Italia

Rapporto Inps: cinque milioni e mezzo di pensionati sotto i mille euro al mese

Nel 2017 i pensionati Inps sotto i mille euro al mese risultano 5 milioni e 548mila (il 35,9% del totale che è pari a 15 milioni e 477 mila) e sono in netta maggioranza donne (3 milioni e 686 mila, il 44% del totale). Sono invece quasi 1 milione e 114mila (il 7,2%) coloro che percepiscono più di 3mila euro al mese. Sono i due poli che emergono dalle tabelle sul reddito pensionistico lordo del Rapporto annuale dell’Inps, presentato oggi a Roma presso la Camera dei deputati. Il dato dei pensionati sotto i mille euro risulta comunque in calo rispetto a quello registrato nel Rapporto precedente (37,5%).

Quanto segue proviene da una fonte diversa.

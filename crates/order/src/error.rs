//! Order service error types.

use common::{DeliveryId, OrderId, ProductId, RpcError};
use messaging::MessagingError;
use thiserror::Error;

/// Errors that can occur during order operations.
#[derive(Debug, Error)]
pub enum OrderError {
    /// No order with this id exists.
    #[error("Order not found: {0}")]
    NotFound(OrderId),

    /// An order needs at least one line item.
    #[error("Order must have at least one item")]
    EmptyOrder,

    /// A line item asked for zero units.
    #[error("Quantity for product {0} must be at least 1")]
    InvalidQuantity(ProductId),

    /// Pricing a line item failed; nothing was stored.
    #[error("Failed to fetch product details for product ID: {product_id}: {source}")]
    ProductService {
        product_id: ProductId,
        #[source]
        source: RpcError,
    },

    /// The order exists but no delivery has been linked to it yet.
    #[error("No delivery assigned to order {0} yet")]
    DeliveryNotAssigned(OrderId),

    /// The linked delivery does not exist in the delivery service.
    #[error("Delivery not found: {0}")]
    DeliveryNotFound(DeliveryId),

    /// The delivery service could not be reached or failed.
    #[error("Delivery service unavailable: {0}")]
    DeliveryServiceUnavailable(String),

    /// The order is already linked to a different delivery.
    #[error("Order {order_id} is already linked to delivery {existing}, refusing {attempted}")]
    DeliveryAlreadyLinked {
        order_id: OrderId,
        existing: DeliveryId,
        attempted: DeliveryId,
    },

    /// A delivery reported as delivered is not the one linked to the order.
    #[error("Order {order_id} is linked to delivery {linked}, but delivery {reported} reported it delivered")]
    DeliveryMismatch {
        order_id: OrderId,
        linked: DeliveryId,
        reported: DeliveryId,
    },

    /// Delivered orders can no longer be changed.
    #[error("Order {0} has been delivered and can no longer be updated")]
    AlreadyDelivered(OrderId),

    /// The order changed between load and store.
    #[error("Order {order_id} was modified concurrently (expected version {expected}, found {actual})")]
    ConcurrentModification {
        order_id: OrderId,
        expected: u64,
        actual: u64,
    },

    /// Messaging error.
    #[error("Messaging error: {0}")]
    Messaging(#[from] MessagingError),

    /// Serialization error.
    #[error("Serialization error: {0}")]
    Serialization(#[from] serde_json::Error),
}

/// Convenience type alias for order results.
pub type Result<T> = std::result::Result<T, OrderError>;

Le statistiche dell’Inps confermano la crescita dei contratti a termine. I lavoratori dipendenti con rapporti di lavoro a tempo determinato e di apprendistato tra il 2016 e il 2017 «sono aumentati significativamente, passando da 3,7 milioni a 4,6 milioni», in crescita quindi di «quasi un milione» (+24%). Gli occupati a tempo indeterminato sono invece in calo, da 14,1 milioni a 13,8 milioni. «Un innesco importante all’espansione dei rapporti a termine – si legge nel Rapporto – è giunto dalla soppressione, a marzo 2017, della regolazione tramite voucher delle prestazioni di lavoro accessorio». Nel complesso l’occupazione dipendente (non considerando il settore agricolo) risulta così in rialzo del 3,5% (da 17.774.866 a 18.391.228).

L’Istituto di previdenza stima in «un intervallo da 589.040 a 753.248» il numero dei lavoratori coinvolti nella cosiddetta gig economy, quella dei lavori saltuari e a chiamata, che toccano soprattutto i giovani. Tra questi i riders – in pratica i fattorini delle consegne a domicilio – rappresentano «una parte limitata della gig economy, pari a poco più del 10%».

A proposito del Reddito d’inclusione (Rei), attivo dall’inizio di quest’anno, l’Inps calcola che, a regime, riguarderebbe 1 milione e 462mila persone, pari a 525mila famiglie. La misura raggiungerebbe il 29% dei 5 milioni dei poveri assoluti, mentre occorrerebbero altri 6,2 miliardi per coprire la totalità delle situazioni.

«Gli italiani sottostimano la quota di popolazione sopra i 65 anni e sovrastimano quella di immigrati e di persone con meno di 14 anni». È questa la chiave di lettura offerta dal presidente dell’Inps, Tito Boeri, nell’intervento alla presentazione del Rapporto annuale dell’Istituto di previdenza. «Si tratta di vera e propria disinformazione», ha aggiunto Boeri, spiegando che l’Italia «ha bisogno di aumentare l’immigrazione regolare» perché sono «tanti i lavori che gli italiani non vogliono più svolgere». Nel lavoro manuale non qualificato ci sono il 36% dei lavoratori stranieri in Italia e l’8% degli italiani.

Del resto il Rapporto mette in evidenza come «anche innalzando l’età del ritiro, ipotizzando aumenti del tasso di attività delle donne» e «incrementi plausibili e non scontati della produttività», per «mantenere il rapporto tra chi percepisce una pensione e chi lavora su livelli sostenibili è cruciale il numero di immigrati che lavoreranno nel nostro Paese».

Oltre sul problema dell’apporto essenziale degli immigrati nel nostro sistema previdenziale, il Rapporto dell’Inps ha puntato i riflettori sui costi del superamento della riforma Fornero, contenuto nel programma del governo. Passare alla cosiddetta «quota 100» (la possibilità di andare in pensione quando la somma dell’età e degli anni di contributi è almeno pari a 100) costerebbe infatti fino a 20 miliardi di euro all’anno, poco meno (fino a 18 miliardi di euro) se venissero introdotto il requisito dei 64 anni di età. La spesa scenderebbe a 16 miliardi di euro all’anno alzando il requisito anagrafico a 65 anni, mentre quota 100 con 64 anni minimi di età e il mantenimento delle regole attuali per quanto riguarda i requisiti di anzianità contributiva indipendenti dall’età, costerebbe fino a 8 miliardi di euro all’anno.